Trying to stop myself Drinking
- I feel the pain in all of the stories I am a horrible nasty abusive MONSTER when drunk iv hurt my children mother and lost a wonderful partner.I hate alcohol and what it does to me I want to stop drinking alcohol
- —Guest murrin
- My mum just picked up another drink after getting back from rehab a few weeks ago. She tells me she is fine but I dont know whether she really is. She says not to tell my dad who has been really horrible to her verbally and I don't know who else I could possibly tell. I am stuck and worries plus i have exams coming up for my High School Certificate in a week. Its not her fault though as it has been in her family for 7 generations. I cannot blame her.
- —Guest wj
My dad drinks
- I'm not sure if my dad is even an alcoholic or not, but he seems to always be drunk/under the influence of alcohol. He tries to hide his drinking habits from my mum childishly by hiding his drinks down the side of the house. Mum knows though, and they always fight. Mum has a disease that means she always needs to sleep, so she's often not around to stop my dad drinking and he always acts annoying and weird (not abusive at all, just plain weird) and he's been embarrassing on occasions when he's drunk around my friends. I've tried talking to him but he just says it's his choice and it doesn't matter if he drinks or not, that I'm not his mother and I cannot tell him what do to. I know my situation isn't half as bad as the stories that everyone else has published, but I've been really affected by my day's drinking habits because I feel so hopeless, angry, stressed and annoyed to the point of constant sadness. It's horrible.
- —Guest Stressed
Want to believe
- When we met we were both in recovery and in the aa program I fell off the wagon hard and picked up horrible drugs and did horrible things for about five weeks he stayed sober and by my side as a supportive loving friend. If it wasnt for his love and compassion I dont know if i would have made it through. I am five months sober and in the span of those months I have supported his attempts at recovery at least ten times. he gets horrible drunk it is a night mare he calls me horrible names, spits on my face, cops come, he shatters my windshield to car and chokes me, slaps me. i want to love him because he loved me when i was using we just found out were pregnant and last night he choked me so badly i passed out he went to hospital then to jail they took pictures of my neck and i am hoping court will order mandatory treatment how has it come to this?

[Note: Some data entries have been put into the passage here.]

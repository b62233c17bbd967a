//! Warehouses, zones and bins.

use std::collections::HashSet;

use chrono::Utc;
use uuid::Uuid;

use super::Context;
use crate::error::AppError;
use crate::middleware::auth::AuthContext;
use crate::models::audit::{AuditAction, AuditEntry};
use crate::models::location::{
    Bin, BinResponse, BlockBinRequest, CreateBinRequest, CreateWarehouseRequest,
    CreateZoneRequest, GenerateBinsRequest, GenerateBinsResponse, UpdateWarehouseRequest,
    Warehouse, Zone, ZoneOccupancy,
};
use crate::pagination::{Page, PageRequest};

const MODULE: &str = "stock.locations";

pub async fn create_warehouse(
    ctx: &Context,
    auth: &AuthContext,
    request: CreateWarehouseRequest,
) -> Result<Warehouse, AppError> {
    let warehouse = Warehouse::new(auth.tenant_id, request)?;
    let taken = ctx
        .repos
        .locations
        .find_warehouse_by_code(auth.tenant_id, &warehouse.code)
        .await?;
    if taken.is_some() {
        return Err(AppError::Conflict(format!(
            "Warehouse code {} already in use",
            warehouse.code
        )));
    }
    ctx.repos.locations.create_warehouse(&warehouse).await?;

    ctx.audit(
        auth,
        AuditEntry::new(
            AuditAction::Create,
            MODULE,
            "warehouse",
            warehouse.id,
            format!("Warehouse {} created", warehouse.code),
        )
        .with_new(&warehouse),
    )
    .await;
    Ok(warehouse)
}

pub async fn get_warehouse(
    ctx: &Context,
    auth: &AuthContext,
    id: Uuid,
) -> Result<Warehouse, AppError> {
    ctx.repos
        .locations
        .find_warehouse(auth.tenant_id, id)
        .await?
        .ok_or(AppError::NotFound("Warehouse"))
}

pub async fn list_warehouses(
    ctx: &Context,
    auth: &AuthContext,
    page: PageRequest,
) -> Result<Page<Warehouse>, AppError> {
    ctx.repos.locations.list_warehouses(auth.tenant_id, page).await
}

pub async fn update_warehouse(
    ctx: &Context,
    auth: &AuthContext,
    id: Uuid,
    request: UpdateWarehouseRequest,
) -> Result<Warehouse, AppError> {
    let mut warehouse = get_warehouse(ctx, auth, id).await?;
    let before = warehouse.clone();

    if let Some(name) = request.name {
        if name.trim().is_empty() {
            return Err(AppError::bad_request("Warehouse name is required"));
        }
        warehouse.name = name;
    }
    if let Some(address) = request.address {
        warehouse.address = Some(address);
    }
    if let Some(active) = request.is_active {
        warehouse.is_active = active;
    }
    warehouse.updated_at = Utc::now();
    ctx.repos.locations.update_warehouse(&warehouse).await?;

    ctx.audit(
        auth,
        AuditEntry::new(
            AuditAction::Update,
            MODULE,
            "warehouse",
            id,
            format!("Warehouse {} updated", warehouse.code),
        )
        .with_old(&before)
        .with_new(&warehouse),
    )
    .await;
    Ok(warehouse)
}

pub async fn delete_warehouse(ctx: &Context, auth: &AuthContext, id: Uuid) -> Result<(), AppError> {
    let warehouse = get_warehouse(ctx, auth, id).await?;
    if !ctx.repos.locations.delete_warehouse(auth.tenant_id, id).await? {
        return Err(AppError::NotFound("Warehouse"));
    }

    ctx.audit(
        auth,
        AuditEntry::new(
            AuditAction::Delete,
            MODULE,
            "warehouse",
            id,
            format!("Warehouse {} deleted", warehouse.code),
        )
        .with_old(&warehouse),
    )
    .await;
    Ok(())
}

pub async fn create_zone(
    ctx: &Context,
    auth: &AuthContext,
    warehouse_id: Uuid,
    request: CreateZoneRequest,
) -> Result<Zone, AppError> {
    let warehouse = get_warehouse(ctx, auth, warehouse_id).await?;
    let zone = Zone::new(&warehouse, request)?;
    let taken = ctx
        .repos
        .locations
        .find_zone_by_code(auth.tenant_id, warehouse.id, &zone.code)
        .await?;
    if taken.is_some() {
        return Err(AppError::Conflict(format!(
            "Zone code {} already exists in warehouse {}",
            zone.code, warehouse.code
        )));
    }
    ctx.repos.locations.create_zone(&zone).await?;

    ctx.audit(
        auth,
        AuditEntry::new(
            AuditAction::Create,
            MODULE,
            "zone",
            zone.id,
            format!("Zone {} created in {}", zone.code, warehouse.code),
        )
        .with_new(&zone),
    )
    .await;
    Ok(zone)
}

pub async fn list_zones(
    ctx: &Context,
    auth: &AuthContext,
    warehouse_id: Uuid,
) -> Result<Vec<Zone>, AppError> {
    get_warehouse(ctx, auth, warehouse_id).await?;
    ctx.repos.locations.list_zones(auth.tenant_id, warehouse_id).await
}

async fn get_zone(ctx: &Context, auth: &AuthContext, id: Uuid) -> Result<Zone, AppError> {
    ctx.repos
        .locations
        .find_zone(auth.tenant_id, id)
        .await?
        .ok_or(AppError::NotFound("Zone"))
}

pub async fn create_bin(
    ctx: &Context,
    auth: &AuthContext,
    zone_id: Uuid,
    request: CreateBinRequest,
) -> Result<BinResponse, AppError> {
    let zone = get_zone(ctx, auth, zone_id).await?;
    let bin = Bin::new(&zone, request.address, request.capacity)?;
    let existing = ctx.repos.locations.list_bins(auth.tenant_id, zone.id).await?;
    if existing.iter().any(|b| b.address == bin.address) {
        return Err(AppError::Conflict(format!(
            "Bin address {} already exists in this zone",
            bin.address
        )));
    }
    ctx.repos
        .locations
        .create_bins(std::slice::from_ref(&bin))
        .await?;

    ctx.audit(
        auth,
        AuditEntry::new(
            AuditAction::Create,
            MODULE,
            "bin",
            bin.id,
            format!("Bin {} created", bin.address),
        )
        .with_new(&bin),
    )
    .await;
    Ok(bin.into())
}

/// Create a grid of bins, skipping addresses the zone already has.
pub async fn generate_bins(
    ctx: &Context,
    auth: &AuthContext,
    zone_id: Uuid,
    request: GenerateBinsRequest,
) -> Result<GenerateBinsResponse, AppError> {
    let zone = get_zone(ctx, auth, zone_id).await?;
    let addresses = request.addresses(&zone.code)?;
    let existing: HashSet<String> = ctx
        .repos
        .locations
        .list_bins(auth.tenant_id, zone.id)
        .await?
        .into_iter()
        .map(|b| b.address)
        .collect();

    let total = addresses.len();
    let bins = addresses
        .into_iter()
        .filter(|address| !existing.contains(address))
        .map(|address| Bin::new(&zone, address, request.capacity))
        .collect::<Result<Vec<_>, _>>()?;
    if !bins.is_empty() {
        ctx.repos.locations.create_bins(&bins).await?;
    }

    let created = bins.len();
    ctx.audit(
        auth,
        AuditEntry::new(
            AuditAction::Create,
            MODULE,
            "zone",
            zone.id,
            format!("{created} bin(s) generated in zone {}", zone.code),
        ),
    )
    .await;
    tracing::info!(zone_id = %zone.id, created, skipped = total - created, "Bins generated");

    Ok(GenerateBinsResponse {
        created,
        skipped: total - created,
        bins: bins.into_iter().map(Into::into).collect(),
    })
}

pub async fn list_bins(
    ctx: &Context,
    auth: &AuthContext,
    zone_id: Uuid,
) -> Result<Vec<BinResponse>, AppError> {
    get_zone(ctx, auth, zone_id).await?;
    Ok(ctx
        .repos
        .locations
        .list_bins(auth.tenant_id, zone_id)
        .await?
        .into_iter()
        .map(Into::into)
        .collect())
}

async fn find_bin(ctx: &Context, auth: &AuthContext, id: Uuid) -> Result<Bin, AppError> {
    ctx.repos
        .locations
        .find_bin(auth.tenant_id, id)
        .await?
        .ok_or(AppError::NotFound("Bin"))
}

pub async fn get_bin(ctx: &Context, auth: &AuthContext, id: Uuid) -> Result<BinResponse, AppError> {
    Ok(find_bin(ctx, auth, id).await?.into())
}

pub async fn block_bin(
    ctx: &Context,
    auth: &AuthContext,
    id: Uuid,
    request: BlockBinRequest,
) -> Result<BinResponse, AppError> {
    let mut bin = find_bin(ctx, auth, id).await?;
    bin.block(request.reason)?;
    ctx.repos.locations.update_bin(&bin).await?;

    ctx.audit(
        auth,
        AuditEntry::new(
            AuditAction::Update,
            MODULE,
            "bin",
            id,
            format!(
                "Bin {} blocked: {}",
                bin.address,
                bin.block_reason.as_deref().unwrap_or_default()
            ),
        )
        .with_new(&bin),
    )
    .await;
    Ok(bin.into())
}

pub async fn unblock_bin(
    ctx: &Context,
    auth: &AuthContext,
    id: Uuid,
) -> Result<BinResponse, AppError> {
    let mut bin = find_bin(ctx, auth, id).await?;
    bin.unblock()?;
    ctx.repos.locations.update_bin(&bin).await?;

    ctx.audit(
        auth,
        AuditEntry::new(
            AuditAction::Update,
            MODULE,
            "bin",
            id,
            format!("Bin {} unblocked", bin.address),
        )
        .with_new(&bin),
    )
    .await;
    Ok(bin.into())
}

pub async fn zone_occupancy(
    ctx: &Context,
    auth: &AuthContext,
    zone_id: Uuid,
) -> Result<ZoneOccupancy, AppError> {
    get_zone(ctx, auth, zone_id).await?;
    let bins = ctx.repos.locations.list_bins(auth.tenant_id, zone_id).await?;
    Ok(ZoneOccupancy::compute(zone_id, &bins))
}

- —Guest recovering alcoholic myself
Change for the better
- Its frustrating i know, the thing u gotta know is if the person doesnt want help then the person doesnt want help. u can't change à person if he doesnt wanna change, ive been in this situation before n this situation before, the best thing i did for myself is walked out that door and never looked back. My boyfriend was an alcoholic, one day i just said "f*** it, that's it I'm done" and left. after 5months he showed up on my door step and said he was attending aa meetings and has green sober for 4 1/2 months, I was amazed, I wanted to cry. He was the same guy I fell in love with before he became a heavy drinker. The things he did when he was drunk, went on binges and wouldnt come home a week later. He completely changed. My advice would be to keep ur ground, if this person doesnt wanna change don't let him/her bring u down with them. Stand ur ground and make a change for the better
- —Guest lissa
There is a Better Day Ahead : )
- After reading all posted on this site, all I can say is, " You've been given a life separate from anyone else's, your accountable for yourself, actions and what you've done to others. SO IS THE ALCOHOLIC!". Build yourself up by attending AA or Al-Anon. Get informed and educated, then make a Decision. My Guess is your pretty smart, plus have value and a lot to offer! You only live one life! "Please don't let the past determine your future, only what this moment says you'll do".! Make your future, goals and dreams come true! : ) YOU CAN DO IT!